Immunofluorescence and flow cytometry

Differentiated neural stem/progenitor cells at specific stages were permeabilized with 0.5% Triton X-100 (permeable) or not (non-permeable)[47]. Sections were blocked with 4% goat serum, and then incubated with primary antibodies for 12 hours at 4 °C[47]. After washing, samples were incubated with fluorescein isothiocyanate (FITC)-conjugated goat anti-rabbit IgG (Thermo Fisher Scientific Inc.,), or tetraethylrhodamine isothiocyanate (TRITC)-conjugated goat anti-mouse IgG (Thermo Fisher Scientific Inc.,) for 1 hour. A confocal microscope (Carl Zeiss GmbH, Jena, Germany) and the confocal analysis system (Carl Zeiss GmbH) were used for analysis[947].

For flow cytometry, differentiated neural stem/progenitor cells were dissociated by enzymatic digestion, permeabilized with Triton X-100, treated with antibodies and then evaluated by a flow cytometer (Beckman-Coulter, Miami, FL, USA)[1213].

Primary antibodies for immunofluorescence and flow cytometry were as follows: rabbit anti-fibroblast growth factor-8 polyclonal antibody (Bioss), rabbit anti-fibroblast growth factor receptor-3 polyclonal antibody (Bioss), rabbit anti-nestin polyclonal antibody (Boster, Wuhan, China), mouse anti-nestin monoclonal antibody (BD Biosciences Pharmingen™, San Diego, CA, USA), mouse anti-rat neuron specific enolase monoclonal antibody (Millipore, Billerica, MA, USA), rabbit anti-tyrosine hydroxylase antibody (Cell Signaling, Danvers, MA, USA), and mouse anti-rat glial fibrillary acidic protein monoclonal antibody (Sigma, St. Louis, MO, USA).

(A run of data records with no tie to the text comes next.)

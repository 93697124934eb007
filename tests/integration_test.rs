//! End-to-end tests: netlist text through solve, evaluation, fitting and
//! regeneration.

use std::collections::BTreeMap;

use approx::{assert_abs_diff_eq, assert_relative_eq};
use ohmfit::analysis::ac::log_frequencies;
use ohmfit::analysis::target::{Factor, TransferTemplate};
use ohmfit::numeng::num2eng;
use ohmfit::optim::{Method, Status};
use ohmfit::{
    compile, compile_with, evaluate, generate, optimize, Flow, MagnitudeMode, OptimizeConfig,
    SelectorError, SolveError, Solver, SubstitutionPolicy, Target,
};

const RC: &str = "\
Vin 1 0 1 AC 1
R1 out 1 5M
C1 out 0 10p
";

/// Transfer function of `input` → `output` after compiling `netlist`.
fn solve(netlist: &str, input: &str, output: &str) -> ohmfit::Solution {
    let circuit = compile(netlist).expect("compile failed");
    Solver::new()
        .solve(&circuit, input, output, SubstitutionPolicy::default())
        .expect("solve failed")
}

fn pole_target(f0: f64, frequencies: &[f64]) -> Target {
    let template = TransferTemplate::new(1.0, 0.0).with(Factor::RealPole { f0 });
    Target::from_template(&template, frequencies).expect("target failed")
}

fn fit_only_magnitude(method: Method) -> OptimizeConfig {
    OptimizeConfig {
        method,
        makeup_gain: false,
        optimize_reg: false,
        ..Default::default()
    }
}

// ── Evaluation ────────────────────────────────────────────────────

#[test]
fn test_rc_lowpass_corner() {
    let sol = solve(RC, "Vin", "V(out)");
    let r = evaluate(&sol.initial, &[10.0, 3183.1, 1e6], MagnitudeMode::Decibel).unwrap();
    assert_eq!(r.frequencies, vec![10.0, 3183.1, 1e6]);
    assert_abs_diff_eq!(r.magnitude[0], 0.0, epsilon = 1e-3);
    assert_abs_diff_eq!(r.magnitude[1], -3.01, epsilon = 0.1);
    assert_abs_diff_eq!(r.phase_deg[1], -45.0, epsilon = 0.1);
    assert!(r.magnitude[2] < -45.0);
}

#[test]
fn test_buffered_ladder_phase_is_continuous() {
    let netlist = "\
Vin 1 0 1
R1 1 2 1k
C1 2 0 1u
E1 3 0 2 0 1
R2 3 4 1k
C2 4 0 1u
E2 5 0 4 0 1
R3 5 6 1k
C3 6 0 1u
";
    let sol = solve(netlist, "Vin", "V(6)");
    let f = log_frequencies(1.0, 1e6, 200);
    let r = evaluate(&sol.initial, &f, MagnitudeMode::Decibel).unwrap();
    for pair in r.phase_deg.windows(2) {
        assert!((pair[1] - pair[0]).abs() < 10.0, "phase jump {:?}", pair);
    }
    assert!(*r.phase_deg.last().unwrap() < -260.0);
}

// ── Selectors ─────────────────────────────────────────────────────

#[test]
fn test_malformed_selector_distinct_from_unknown_node() {
    let circuit = compile("V1 1 0 1\nR1 1 2 1k\nR2 2 0 1k\n").unwrap();
    let mut solver = Solver::new();
    let policy = SubstitutionPolicy::default();
    assert_eq!(
        solver.solve(&circuit, "V1", "V(1,)", policy).unwrap_err(),
        SolveError::Selector(SelectorError::MalformedSelector("V(1,)".into()))
    );
    assert_eq!(
        solver.solve(&circuit, "V1", "V(7)", policy).unwrap_err(),
        SolveError::Selector(SelectorError::UnknownNode("7".into()))
    );
    let half = solver.solve(&circuit, "V1", "V(2)", policy).unwrap();
    let r = evaluate(&half.initial, &[1.0], MagnitudeMode::Linear).unwrap();
    assert_relative_eq!(r.magnitude[0], 0.5, max_relative = 1e-12);
}

// ── Bounds ────────────────────────────────────────────────────────

#[test]
fn test_bound_overrides_only_touch_their_elements() {
    let circuit = compile("V1 1 0 1\nR1 1 2 1k max=10M\nR2 2 0 1k\nC1 2 0 10p min=1p max=100p\nC2 2 0 1n\n")
        .unwrap();
    let params: BTreeMap<String, (f64, f64)> = circuit
        .free_params()
        .into_iter()
        .map(|p| (p.name, (p.min, p.max)))
        .collect();
    assert_eq!(params["R1"], (1e-9, 10e6));
    assert_eq!(params["R2"], (1e-9, 1e9));
    assert_relative_eq!(params["C1"].0, 1e-12, max_relative = 1e-12);
    assert_relative_eq!(params["C1"].1, 100e-12, max_relative = 1e-12);
    assert_eq!(params["C2"], (10e-15, 1.0));
}

#[test]
fn test_bounds_table_sets_kind_defaults() {
    let mut bounds = ohmfit::ir::BoundsTable::default();
    bounds.r = ohmfit::ir::Range::new(10.0, 1e6);
    let circuit = compile_with("V1 1 0 1\nR1 1 2 1k\nR2 2 0 1k max=2k\n", &bounds).unwrap();
    let params = circuit.free_params();
    assert_eq!((params[0].min, params[0].max), (10.0, 1e6));
    assert_eq!((params[1].min, params[1].max), (10.0, 2e3));
}

// ── Optimization ──────────────────────────────────────────────────

#[test]
fn test_identity_fit_has_zero_residual() {
    let sol = solve(RC, "Vin", "V(out)");
    let circuit = compile(RC).unwrap();
    let f = log_frequencies(10.0, 1e6, 40);
    let target = Target::from_response(&evaluate(&sol.initial, &f, MagnitudeMode::Decibel).unwrap());
    let result = optimize(
        &sol.expr,
        &circuit.free_params(),
        &target,
        &OptimizeConfig::default(),
        |_| Flow::Continue,
    )
    .unwrap();
    assert!(result.status.is_success());
    assert_abs_diff_eq!(result.residual_norm, 0.0, epsilon = 1e-9);
    assert_relative_eq!(result.values["R1"], 5e6, max_relative = 1e-6);
    assert_relative_eq!(result.values["C1"], 10e-12, max_relative = 1e-6);
}

#[test]
fn test_least_squares_moves_pole() {
    let netlist = "Vin 1 0 1\nR1 out 1 1M\nC1 out 0 10p*\n";
    let sol = solve(netlist, "Vin", "V(out)");
    let circuit = compile(netlist).unwrap();
    let target = pole_target(1e4, &log_frequencies(100.0, 1e6, 50));
    let result = optimize(
        &sol.expr,
        &circuit.free_params(),
        &target,
        &fit_only_magnitude(Method::LeastSquares),
        |_| Flow::Continue,
    )
    .unwrap();
    // pole at 1/(2π·R·C)
    let expected = 1.0 / (2.0 * std::f64::consts::PI * 1e4 * 10e-12);
    assert_relative_eq!(result.values["R1"], expected, max_relative = 1e-3);
    assert!(result.residual_norm < 1e-4);
}

#[test]
fn test_differential_evolution_moves_pole() {
    let netlist = "Vin 1 0 1\nR1 out 1 1M min=10k max=100M\nC1 out 0 10p*\n";
    let sol = solve(netlist, "Vin", "V(out)");
    let circuit = compile(netlist).unwrap();
    let target = pole_target(1e4, &log_frequencies(100.0, 1e6, 50));
    let result = optimize(
        &sol.expr,
        &circuit.free_params(),
        &target,
        &fit_only_magnitude(Method::DifferentialEvolution),
        |_| Flow::Continue,
    )
    .unwrap();
    let expected = 1.0 / (2.0 * std::f64::consts::PI * 1e4 * 10e-12);
    assert_relative_eq!(result.values["R1"], expected, max_relative = 0.02);
    assert_ne!(result.status, Status::Cancelled);
}

#[test]
fn test_stop_returns_best_so_far() {
    let netlist = "Vin 1 0 1\nR1 out 1 1M\nC1 out 0 10p*\n";
    let sol = solve(netlist, "Vin", "V(out)");
    let circuit = compile(netlist).unwrap();
    let target = pole_target(1e4, &log_frequencies(100.0, 1e6, 50));
    let mut steps = 0;
    let result = optimize(
        &sol.expr,
        &circuit.free_params(),
        &target,
        &OptimizeConfig::default(),
        |_| {
            steps += 1;
            Flow::Stop
        },
    )
    .unwrap();
    assert_eq!(steps, 1);
    assert_eq!(result.status, Status::Cancelled);
    assert!(result.values["R1"].is_finite());
}

#[test]
fn test_expression_element_tracks_its_source() {
    let netlist = "\
Vin 1 0 1
R1 out 1 1M
C1 out 0 10p
C2 out 0 {10*C1}
";
    let sol = solve(netlist, "Vin", "V(out)");
    let circuit = compile(netlist).unwrap();
    let target = pole_target(1e3, &log_frequencies(10.0, 1e5, 40));
    let result = optimize(
        &sol.expr,
        &circuit.free_params(),
        &target,
        &OptimizeConfig::default(),
        |_| Flow::Continue,
    )
    .unwrap();
    assert!(!result.values.contains_key("C2"));

    let resolved = circuit.resolve_values(&result.values);
    assert_relative_eq!(resolved["C2"], 10.0 * result.values["C1"], max_relative = 1e-12);

    let text = generate(&circuit, &result.values);
    let c2_line = text.lines().find(|l| l.starts_with("C2")).unwrap();
    assert_eq!(c2_line, format!("C2 out 0 {{10*C1}} ; {}", num2eng(resolved["C2"])));
}

// ── Generation ────────────────────────────────────────────────────

#[test]
fn test_generate_round_trips_optimized_values() {
    let netlist = "; lowpass\nVin 1 0 1 AC 1\nR1 out 1 1M\nC1 out 0 10p*\n";
    let sol = solve(netlist, "Vin", "V(out)");
    let circuit = compile(netlist).unwrap();
    let target = pole_target(1e4, &log_frequencies(100.0, 1e6, 50));
    let result = optimize(
        &sol.expr,
        &circuit.free_params(),
        &target,
        &fit_only_magnitude(Method::LeastSquares),
        |_| Flow::Continue,
    )
    .unwrap();

    let text = generate(&circuit, &result.values);
    let lines: Vec<&str> = text.lines().collect();
    assert_eq!(lines[0], "; lowpass");
    assert_eq!(lines[1], "Vin 1 0 1 AC 1");
    assert_eq!(lines[3], "C1 out 0 10p*");

    let again = compile(&text).unwrap();
    let r1 = &again.free_params()[0];
    assert_relative_eq!(r1.initial, result.values["R1"], max_relative = 1e-4);
    assert_eq!(generate(&again, &result.values), text);
}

Antibody neutralization of fibroblast growth factor-8 during neural stem/progenitor cell differentiation in vitro

A rabbit anti-fibroblast growth factor-8 polyclonal antibody was added to differentiation medium every 4 days for 20 days at a final dilution of 1:5 000, and equal amount of H2O was added to the control. Half-medium volumes were replaced with fresh medium every 8 days. Cells were stained for nestin and observed under a DMIRE2 microscope (Leica) and evaluated by flow cytometry (Beckman-Coulter)[1213]. The percentages of nestin+ cells (neural stem/progenitor cells) at various differentiation stages were observed to evaluate the rate of differentiation between groups.

Promotion of neural stem/progenitor cell differentiation into neurons and dopaminergic neurons by increasing the fibroblast growth factor-8 concentration in the differentiation medium

We explored the effects of inducing neural stem/progenitor cell differentiation by adding recombinant fibroblast growth factor-8 (50 ng/mL; R&D Systems, Minneapolis, MN, USA) into the differentiation medium Half-medium volumes were replaced with fresh medium every 7 days. At 14 days, ascorbic acid (200 ng/mL; Sigma) was also added to the medium. Immunostaining and flow cytometry were used to analyze the percentages of tyrosine hydroxylase (TH+) cells[1213]. We also used Annexin V-FITC & PI apoptosis assay kits (Bipec, Cambridge, MA, USA) and flow cytometry to analyze apoptosis at the end of neural differentiation.

Cells were immunostained for nestin, neuron-specific enolase, tyrosine hydroxylase and glial fibrillary acidic protein, and then observed under a confocal microscope and evaluated by flow cytometry (Beckman-Coulter)[1213].

Statistical analyses

SPSS 13.0 software (SPSS, Chicago, IL, USA) was used to analyze the data by analysis of variance. Differences between groups were evaluated with the Duncan multiple comparison test. Measurement data were presented as mean ± SD. A value of P < 0.05 was considered statistically significant.